//! Error taxonomy for the Cobble build pipeline.
//!
//! Protocol-lifecycle violations carry stable error codes so the JS CLI can
//! match on them; everything else flows through `BuildError`.

use serde::{Deserialize, Serialize};
use std::fmt;
use std::path::PathBuf;

// ═══════════════════════════════════════════════════════════════════════════════
// PROTOCOL ERROR CODES
// ═══════════════════════════════════════════════════════════════════════════════

pub const ERR_HANDLE_INERT: &str = "CB-ERR-HANDLE-INERT";
pub const ERR_DOUBLE_ESTABLISH: &str = "CB-ERR-DOUBLE-ESTABLISH";
pub const ERR_FACTORY_AFTER_ESTABLISH: &str = "CB-ERR-FACTORY-AFTER-ESTABLISH";
pub const ERR_NO_ADDON: &str = "CB-ERR-NO-ADDON";

fn get_guarantee(code: &str) -> &'static str {
    match code {
        ERR_HANDLE_INERT => {
            "Registration handles are valid only for the duration of their factory call."
        }
        ERR_DOUBLE_ESTABLISH => "Exactly one component is established as the addon root.",
        ERR_FACTORY_AFTER_ESTABLISH => {
            "No component is produced after the addon root has been established."
        }
        ERR_NO_ADDON => "Every build evaluates to exactly one established addon root.",
        _ => "Unknown protocol rule.",
    }
}

// ═══════════════════════════════════════════════════════════════════════════════
// PROTOCOL ERROR
// ═══════════════════════════════════════════════════════════════════════════════

/// A violation of the component composition protocol. Always fatal; never
/// retried or suppressed. Once-key misses are NOT protocol errors; they are
/// reported as a "not created" result to the caller.
#[derive(Debug, Clone, Serialize, Deserialize)]
#[serde(rename_all = "camelCase")]
pub struct ProtocolError {
    pub code: String,
    pub message: String,
    pub guarantee: String,
}

impl ProtocolError {
    pub fn new(code: &str, message: impl Into<String>) -> Self {
        ProtocolError {
            code: code.to_string(),
            message: message.into(),
            guarantee: get_guarantee(code).to_string(),
        }
    }

    /// A handle function was invoked after its factory returned. The message
    /// must name the function so the violation is attributable.
    pub fn handle_inert(function: &str) -> Self {
        Self::new(
            ERR_HANDLE_INERT,
            format!("{}() called on an inert registration handle after its factory returned", function),
        )
    }
}

impl fmt::Display for ProtocolError {
    fn fmt(&self, f: &mut fmt::Formatter<'_>) -> fmt::Result {
        write!(f, "[{}] {}", self.code, self.message)
    }
}

impl std::error::Error for ProtocolError {}

// ═══════════════════════════════════════════════════════════════════════════════
// BUILD ERROR
// ═══════════════════════════════════════════════════════════════════════════════

/// Fatal outcome of one build invocation. All variants propagate synchronously
/// out of `pipeline::build`; the orchestrator reports them and aborts the
/// attempt. Partial files already on disk are not rolled back.
#[derive(Debug, thiserror::Error)]
pub enum BuildError {
    #[error("input not found: {0}")]
    InputNotFound(PathBuf),

    #[error("failed to parse {path}: {message}")]
    Parse { path: String, message: String },

    #[error("evaluation failed: {0}")]
    Eval(String),

    #[error(transparent)]
    Protocol(#[from] ProtocolError),

    #[error("[CB-ERR-NO-ADDON] entry module completed without establishing an addon root")]
    NoAddon,

    #[error("invalid manifest {path}: {message}")]
    Manifest { path: String, message: String },

    #[error(transparent)]
    Io(#[from] std::io::Error),
}

#[cfg(test)]
mod tests {
    use super::*;

    #[test]
    fn test_protocol_error_carries_code_and_guarantee() {
        let err = ProtocolError::new(ERR_DOUBLE_ESTABLISH, "establishAddon called twice");
        assert_eq!(err.code, ERR_DOUBLE_ESTABLISH);
        assert!(err.guarantee.contains("Exactly one"));
        assert!(err.to_string().starts_with("[CB-ERR-DOUBLE-ESTABLISH]"));
    }

    #[test]
    fn test_handle_inert_names_the_function() {
        let err = ProtocolError::handle_inert("entity");
        assert!(err.message.contains("entity()"));
        assert_eq!(err.code, ERR_HANDLE_INERT);
    }
}
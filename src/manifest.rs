//! Manifest input for the banner generator.
//!
//! Only the `dependencies` list is modeled; schema validation of the full
//! manifest belongs to the JS CLI. Dependency entries either name an engine
//! module (and feed the alias table) or reference a companion pack by UUID
//! (and are ignored here).

use serde::{Deserialize, Serialize};
use std::fs;
use std::path::Path;

use crate::error::BuildError;

#[derive(Debug, Clone, Serialize, Deserialize)]
pub struct ModuleDependency {
    pub module_name: String,
    pub version: serde_json::Value,
    #[serde(default, skip_serializing_if = "Option::is_none")]
    pub alias: Option<String>,
}

impl ModuleDependency {
    /// Key this module is exposed under in the run-time alias object.
    pub fn alias_key(&self) -> &str {
        self.alias.as_deref().unwrap_or(&self.module_name)
    }
}

#[derive(Debug, Clone, Serialize, Deserialize)]
pub struct PackDependency {
    pub uuid: String,
    pub version: serde_json::Value,
}

#[derive(Debug, Clone, Serialize, Deserialize)]
#[serde(untagged)]
pub enum Dependency {
    Module(ModuleDependency),
    Pack(PackDependency),
}

#[derive(Debug, Clone, Default, Serialize, Deserialize)]
pub struct Manifest {
    #[serde(default)]
    pub dependencies: Vec<Dependency>,
}

impl Manifest {
    /// Module-type dependencies only; companion-pack UUID entries never
    /// contribute to the alias table.
    pub fn module_dependencies(&self) -> impl Iterator<Item = &ModuleDependency> {
        self.dependencies.iter().filter_map(|dep| match dep {
            Dependency::Module(module) => Some(module),
            Dependency::Pack(_) => None,
        })
    }
}

pub fn load_manifest(path: &Path) -> Result<Manifest, BuildError> {
    let text = fs::read_to_string(path)?;
    serde_json::from_str(&text).map_err(|e| BuildError::Manifest {
        path: path.display().to_string(),
        message: e.to_string(),
    })
}

#[cfg(test)]
mod tests {
    use super::*;

    #[test]
    fn test_mixed_dependency_list() {
        let manifest: Manifest = serde_json::from_str(
            r#"{
                "dependencies": [
                    { "module_name": "engine.core", "version": "1.2.0", "alias": "core" },
                    { "uuid": "0d9f6e9e-63f4-4a1e-9f7a-2f4c3a1b5d6e", "version": [1, 0, 0] },
                    { "module_name": "engine.ui", "version": "0.4.0" }
                ]
            }"#,
        )
        .unwrap();

        let modules: Vec<_> = manifest.module_dependencies().collect();
        assert_eq!(modules.len(), 2);
        assert_eq!(modules[0].alias_key(), "core");
        assert_eq!(modules[1].alias_key(), "engine.ui");
    }

    #[test]
    fn test_missing_dependencies_defaults_empty() {
        let manifest: Manifest = serde_json::from_str("{}").unwrap();
        assert!(manifest.dependencies.is_empty());
    }
}
//! Sandboxed Build Executor.
//!
//! Evaluates partitioned bundle text inside an isolated environment whose
//! root scope exposes exactly two host bindings: `defineComponentFactory`
//! and `establishAddon`. The evaluator is a constrained walk over the oxc
//! AST, strict about what it accepts, in the spirit of compile-time static
//! evaluation: anything outside the supported surface is an explicit error,
//! never a silent guess. Script callbacks are captured by source span and
//! never executed here; real engine modules are unreachable by construction
//! because the partition pass already elided every marker-rooted expression.

use std::cell::RefCell;
use std::collections::HashMap;
use std::rc::Rc;

use oxc_allocator::Allocator;
use oxc_ast::ast::{
    Argument, ArrayExpressionElement, BindingPattern, Declaration, Expression, FormalParameters,
    FunctionBody, ObjectPropertyKind, Program, PropertyKey, Statement,
};
use oxc_parser::Parser;
use oxc_span::{GetSpan, SourceType, Span};

use crate::component::{produce_component, ArtifactKind, Component, FileArtifact, RegisterOptions, RegistrationHandle};
use crate::error::BuildError;
use crate::session::Session;

// ═══════════════════════════════════════════════════════════════════════════════
// VALUES
// ═══════════════════════════════════════════════════════════════════════════════

#[derive(Clone)]
enum Value<'p> {
    Undefined,
    /// Pure data: strings, numbers, booleans, null, arrays, objects.
    Data(serde_json::Value),
    Component(Component),
    Factory(Rc<Closure<'p>>),
    Closure(Rc<Closure<'p>>),
    Handle(RegistrationHandle),
    HostDefine,
    HostEstablish,
    Method(RegistrationHandle, HandleMethod),
}

impl Value<'_> {
    fn type_name(&self) -> &'static str {
        match self {
            Value::Undefined => "undefined",
            Value::Data(_) => "data",
            Value::Component(_) => "component",
            Value::Factory(_) => "component factory",
            Value::Closure(_) => "function",
            Value::Handle(_) => "registration handle",
            Value::HostDefine | Value::HostEstablish => "host function",
            Value::Method(..) => "handle function",
        }
    }

    fn truthy(&self) -> bool {
        match self {
            Value::Undefined => false,
            Value::Data(serde_json::Value::Null) => false,
            Value::Data(serde_json::Value::Bool(b)) => *b,
            Value::Data(serde_json::Value::Number(n)) => n.as_f64().unwrap_or(0.0) != 0.0,
            Value::Data(serde_json::Value::String(s)) => !s.is_empty(),
            _ => true,
        }
    }
}

#[derive(Clone, Copy)]
enum HandleMethod {
    Kind(ArtifactKind),
    Script,
    Implement,
}

struct Closure<'p> {
    params: Vec<String>,
    body: &'p FunctionBody<'p>,
    /// Concise arrow body: the single expression statement is the return value.
    is_expression: bool,
    env: Env<'p>,
    span: Span,
}

// ═══════════════════════════════════════════════════════════════════════════════
// ENVIRONMENT
// ═══════════════════════════════════════════════════════════════════════════════

struct Frame<'p> {
    vars: HashMap<String, Value<'p>>,
    parent: Option<Env<'p>>,
}

#[derive(Clone)]
struct Env<'p>(Rc<RefCell<Frame<'p>>>);

impl<'p> Env<'p> {
    fn root() -> Self {
        Env(Rc::new(RefCell::new(Frame {
            vars: HashMap::new(),
            parent: None,
        })))
    }

    fn child(&self) -> Self {
        Env(Rc::new(RefCell::new(Frame {
            vars: HashMap::new(),
            parent: Some(self.clone()),
        })))
    }

    fn define(&self, name: &str, value: Value<'p>) {
        self.0.borrow_mut().vars.insert(name.to_string(), value);
    }

    /// Assign to an already-declared binding somewhere up the scope chain.
    fn assign(&self, name: &str, value: Value<'p>) -> bool {
        let mut frame = self.0.borrow_mut();
        if let Some(slot) = frame.vars.get_mut(name) {
            *slot = value;
            return true;
        }
        match &frame.parent {
            Some(parent) => parent.assign(name, value),
            None => false,
        }
    }

    fn lookup(&self, name: &str) -> Option<Value<'p>> {
        let frame = self.0.borrow();
        if let Some(value) = frame.vars.get(name) {
            return Some(value.clone());
        }
        frame.parent.as_ref().and_then(|parent| parent.lookup(name))
    }
}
※ ※ ※
### What you need to do
Find the lines in the records that contain the word "slot", then copy every one of them.

### Solution to this exercise
        if let Some(slot) = frame.vars.get_mut(name) {
            *slot = value;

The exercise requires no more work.